Chang is one of the nation’s top hand and microsurgeons, and Lowenberg, an orthopaedic surgeon, one of the world’s leading experts in saving badly damaged limbs. Together with the hospital’s other plastic and orthopaedic surgeons, they have created a limb-salvage program to apply the hospital’s expertise to such cases. A team of six microsurgeons are available at any time to perform these complex operations.
“In my experience — and I’ve been doing this for 22 years — we can usually get patients with these kinds of injuries back to full activity,” Lowenberg said.
David Lowenberg, MD, and James Chang, MD, who collaborated to save the lower part of Clifford Barnes’ left leg, met with the patient in an exam room earlier this winter.

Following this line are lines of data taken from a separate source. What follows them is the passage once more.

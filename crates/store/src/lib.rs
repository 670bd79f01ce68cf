//! Generic persistent key-value storage for dashboard state.
//! One JSON document per key; file-backed in production, in-memory for tests.

pub mod error;
pub mod kv;
pub mod kv_file;
pub mod kv_memory;

pub use {
    error::{Error, Result},
    kv::KvStore,
    kv_file::FileKvStore,
    kv_memory::MemoryKvStore,
};
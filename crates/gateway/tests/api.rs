#![allow(clippy::unwrap_used, clippy::expect_used)]
//! Route-level tests over the assembled router with an in-memory store.

use std::sync::Arc;

use {
    axum::{
        Router,
        body::{Body, to_bytes},
        http::{Request, StatusCode, header},
    },
    serde_json::{Value, json},
    tower::ServiceExt,
};

use {
    emberdash_config::EmberdashConfig,
    emberdash_gateway::server::{build_app, build_state_with_store},
    emberdash_store::MemoryKvStore,
};

fn app() -> Router {
    let config = EmberdashConfig::default();
    let state = build_state_with_store(&config, Arc::new(MemoryKvStore::new()));
    build_app(state)
}

async fn get_json(app: &Router, uri: &str) -> (StatusCode, Value) {
    let response = app
        .clone()
        .oneshot(Request::builder().uri(uri).body(Body::empty()).unwrap())
        .await
        .unwrap();
    let status = response.status();
    let bytes = to_bytes(response.into_body(), usize::MAX).await.unwrap();
    let value = serde_json::from_slice(&bytes).unwrap_or(Value::Null);
    (status, value)
}

async fn send_json(app: &Router, method: &str, uri: &str, body: Value) -> (StatusCode, Value) {
    let response = app
        .clone()
        .oneshot(
            Request::builder()
                .method(method)
                .uri(uri)
                .header(header::CONTENT_TYPE, "application/json")
                .body(Body::from(body.to_string()))
                .unwrap(),
        )
        .await
        .unwrap();
    let status = response.status();
    let bytes = to_bytes(response.into_body(), usize::MAX).await.unwrap();
    let value = serde_json::from_slice(&bytes).unwrap_or(Value::Null);
    (status, value)
}

#[tokio::test]
async fn test_health() {
    let (status, body) = get_json(&app(), "/health").await;
    assert_eq!(status, StatusCode::OK);
    assert_eq!(body["status"], "ok");
}

#[tokio::test]
async fn test_schedule_defaults() {
    let (status, body) = get_json(&app(), "/api/schedule").await;
    assert_eq!(status, StatusCode::OK);
    assert_eq!(body["enabled"], false);
    assert_eq!(body["dayOfWeek"], 1);
    assert_eq!(body["timeOfDay"], "09:00");
    assert_eq!(body["percentage"], 9.0);
    assert!(body["nextScheduledMs"].as_u64().is_some());
}

#[tokio::test]
async fn test_schedule_patch_clamps_percentage() {
    let app = app();
    let (status, body) = send_json(
        &app,
        "PUT",
        "/api/schedule",
        json!({ "enabled": true, "percentage": 99.0 }),
    )
    .await;
    assert_eq!(status, StatusCode::OK);
    assert_eq!(body["enabled"], true);
    assert_eq!(body["percentage"], 50.0);

    // The change persisted.
    let (_, fetched) = get_json(&app, "/api/schedule").await;
    assert_eq!(fetched["percentage"], 50.0);
}

#[tokio::test]
async fn test_schedule_patch_rejects_bad_day() {
    let (status, body) = send_json(&app(), "PUT", "/api/schedule", json!({ "dayOfWeek": 9 })).await;
    assert_eq!(status, StatusCode::BAD_REQUEST);
    assert!(body["error"].as_str().unwrap().contains("day of week"));
}

#[tokio::test]
async fn test_schedule_run_not_due() {
    let (status, body) = send_json(&app(), "POST", "/api/schedule/run", json!({})).await;
    assert_eq!(status, StatusCode::OK);
    assert_eq!(body["executed"], false);
}

#[tokio::test]
async fn test_schedule_history_empty_then_cleared() {
    let app = app();
    let (status, body) = get_json(&app, "/api/schedule/history").await;
    assert_eq!(status, StatusCode::OK);
    assert_eq!(body, json!([]));

    let response = app
        .clone()
        .oneshot(
            Request::builder()
                .method("DELETE")
                .uri("/api/schedule/history")
                .body(Body::empty())
                .unwrap(),
        )
        .await
        .unwrap();
    assert_eq!(response.status(), StatusCode::OK);
}

#[tokio::test]
async fn test_schedule_status() {
    let (status, body) = get_json(&app(), "/api/schedule/status").await;
    assert_eq!(status, StatusCode::OK);
    assert_eq!(body["running"], false);
    assert_eq!(body["enabled"], false);
}

#[tokio::test]
async fn test_wallet_lifecycle() {
    let app = app();

    let (status, wallet) = send_json(
        &app,
        "POST",
        "/api/wallets",
        json!({
            "address": "0x00000000000000000000000000000000000000aa",
            "label": "Main",
            "kind": "manual",
        }),
    )
    .await;
    assert_eq!(status, StatusCode::CREATED);
    let id = wallet["id"].as_str().unwrap().to_string();

    let (_, wallets) = get_json(&app, "/api/wallets").await;
    assert_eq!(wallets.as_array().unwrap().len(), 1);

    let (status, updated) =
        send_json(&app, "PUT", &format!("/api/wallets/{id}/balance"), json!({
            "balance": "2.5"
        }))
        .await;
    assert_eq!(status, StatusCode::OK);
    assert_eq!(updated["balance"], "2.5");

    let (_, total) = get_json(&app, "/api/wallets/total").await;
    assert_eq!(total["total"], "2.5000");

    let response = app
        .clone()
        .oneshot(
            Request::builder()
                .method("DELETE")
                .uri(format!("/api/wallets/{id}"))
                .body(Body::empty())
                .unwrap(),
        )
        .await
        .unwrap();
    assert_eq!(response.status(), StatusCode::OK);
}

#[tokio::test]
async fn test_wallet_invalid_address_is_400() {
    let (status, body) = send_json(
        &app(),
        "POST",
        "/api/wallets",
        json!({ "address": "0x123", "label": "bad", "kind": "manual" }),
    )
    .await;
    assert_eq!(status, StatusCode::BAD_REQUEST);
    assert!(body["error"].as_str().unwrap().contains("invalid"));
}

#[tokio::test]
async fn test_expense_add_and_summary() {
    let app = app();

    let (status, _) = send_json(
        &app,
        "POST",
        "/api/expenses",
        json!({
            "amount": 12.5,
            "category": "food",
            "description": "Lunch",
            "date": "2026-08-06T12:00:00Z",
        }),
    )
    .await;
    assert_eq!(status, StatusCode::CREATED);

    let (status, summary) = get_json(&app, "/api/expenses/summary").await;
    assert_eq!(status, StatusCode::OK);
    assert_eq!(summary["total"], 12.5);
    assert_eq!(summary["byCategory"][0]["category"], "food");
}

#[tokio::test]
async fn test_expense_categories() {
    let (status, body) = get_json(&app(), "/api/expenses/categories").await;
    assert_eq!(status, StatusCode::OK);
    let categories = body.as_array().unwrap();
    assert!(categories.iter().any(|c| c["id"] == "food"));
}

#[tokio::test]
async fn test_expense_bad_date_is_400() {
    let (status, _) = send_json(
        &app(),
        "POST",
        "/api/expenses",
        json!({
            "amount": 1.0,
            "category": "food",
            "description": "x",
            "date": "yesterday",
        }),
    )
    .await;
    assert_eq!(status, StatusCode::BAD_REQUEST);
}

#[tokio::test]
async fn test_price_invalid_pair_is_400() {
    let (status, _) = get_json(&app(), "/api/prices/BTCUSD").await;
    assert_eq!(status, StatusCode::BAD_REQUEST);
}
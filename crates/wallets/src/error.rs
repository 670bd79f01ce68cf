use thiserror::Error;

#[derive(Debug, Error)]
pub enum Error {
    #[error("invalid Ethereum address: {address}")]
    InvalidAddress { address: String },

    #[error("wallet already added: {address}")]
    DuplicateAddress { address: String },

    #[error("wallet not found: {id}")]
    NotFound { id: String },

    #[error(transparent)]
    Store(#[from] emberdash_store::Error),

    #[error(transparent)]
    Json(#[from] serde_json::Error),
}

impl Error {
    #[must_use]
    pub fn invalid_address(address: impl Into<String>) -> Self {
        Self::InvalidAddress {
            address: address.into(),
        }
    }

    #[must_use]
    pub fn duplicate_address(address: impl Into<String>) -> Self {
        Self::DuplicateAddress {
            address: address.into(),
        }
    }

    #[must_use]
    pub fn not_found(id: impl Into<String>) -> Self {
        Self::NotFound { id: id.into() }
    }
}

pub type Result<T> = std::result::Result<T, Error>;
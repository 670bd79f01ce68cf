//! Spot-price proxy for the dashboard.
//!
//! Thin client over a Coinbase-compatible `/v2/prices/{PAIR}/spot` endpoint
//! plus a TTL cache so UI polling doesn't hammer the upstream. Upstream
//! failures surface as errors; there are no fallback prices.

pub mod cache;
pub mod client;
pub mod error;

pub use {
    cache::CachedPrices,
    client::{PriceClient, SpotPrice},
    error::{Error, Result},
};

/// Default public endpoint.
pub const DEFAULT_BASE_URL: &str = "https://api.coinbase.com";
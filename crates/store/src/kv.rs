//! The storage trait every dashboard module persists through.

use {async_trait::async_trait, serde_json::Value};

use crate::Result;

/// Async JSON key-value store. Keys are flat names like `dashboard_wallets`;
/// values are whole documents, replaced atomically per `set`.
#[async_trait]
pub trait KvStore: Send + Sync {
    /// Fetch the document stored under `key`, or `None` if absent.
    async fn get(&self, key: &str) -> Result<Option<Value>>;

    /// Replace the document stored under `key`.
    async fn set(&self, key: &str, value: Value) -> Result<()>;

    /// Delete the document stored under `key`. Deleting an absent key is a
    /// no-op.
    async fn remove(&self, key: &str) -> Result<()>;
}

/// Keys are used as file names by the file store, so restrict them to a safe
/// alphabet up front rather than in one backend only.
pub fn validate_key(key: &str) -> Result<()> {
    let ok = !key.is_empty()
        && key
            .chars()
            .all(|c| c.is_ascii_alphanumeric() || c == '_' || c == '-');
    if ok {
        Ok(())
    } else {
        Err(crate::Error::invalid_key(key))
    }
}

#[allow(clippy::unwrap_used, clippy::expect_used)]
#[cfg(test)]
mod tests {
    use super::*;

    #[test]
    fn test_valid_keys() {
        validate_key("dashboard_wallets").unwrap();
        validate_key("burn-history-2").unwrap();
    }

    #[test]
    fn test_invalid_keys() {
        assert!(validate_key("").is_err());
        assert!(validate_key("../escape").is_err());
        assert!(validate_key("has space").is_err());
        assert!(validate_key("dot.json").is_err());
    }
}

Nevertheless, the surgeons would have to call upon their formidable training and experience to make that happen.
Hit by two cars
Barnes’ fateful journey to a Stanford operating table began almost a year earlier, on June 26, 2010. It was a Saturday morning, and Barnes was on his bike along State Highway 55, a two-lane road just outside of Boise, Idaho. Barnes and his wife, Cathy, both former Idaho residents, were visiting one of their daughters who still lived there. As Barnes pedaled at roughly 20 miles per hour, an SUV clipped him and sent him sprawling onto the pavement. A pick-up truck behind the SUV then ran over both his legs.
“It all happened in the blink of an eye,” Barnes said. “I was conscious. It felt like my legs were lying on hot coals.”
Both cars stopped, and their drivers got out to help. One called 9-1-1, and an ambulance soon was rushing him to a nearby medical center, where doctors cleaned out the wound in his left leg and stabilized the fractures with an external fixator, a device composed of rods and pins to immobilize damaged bone. They also treated broken bones in his right leg. Back in Lodi four weeks later, Barnes went to see a local orthopaedist, who recommended Stanford Hospital. There, Lowenberg replaced the fixator on Barnes’ leg and continued to treat him. Healing of the wound progressed, and in December of 2010 the fixator was removed.
“Life began to return to normal, but there was a small spot, about the size of a dime, that wasn’t healing,” Barnes said. So Chang applied a skin graft to the lesion. A few weeks later, on Easter Sunday, Barnes took a bike ride with one of his daughters. When he got back home, he noticed that a blood blister had formed near the edge of the graft.
He went to see Lowenberg, who discovered the bone infection. It’s possible that a small amount of bacteria was still present from the original accident, Chang said. The tiny aperture next to the graft, where the blood blister had formed, was how the infection was getting oxygen to sustain itself.
Lowenberg and Chang devised a plan to eliminate the infection and use Barnes’ own transplanted tissue to salvage the leg. Barnes agreed to the strategy, but he had one concern: His daughter’s wedding was in a matter of weeks; he wanted to be there. “I wasn’t sure if I was going to make it,” Barnes said.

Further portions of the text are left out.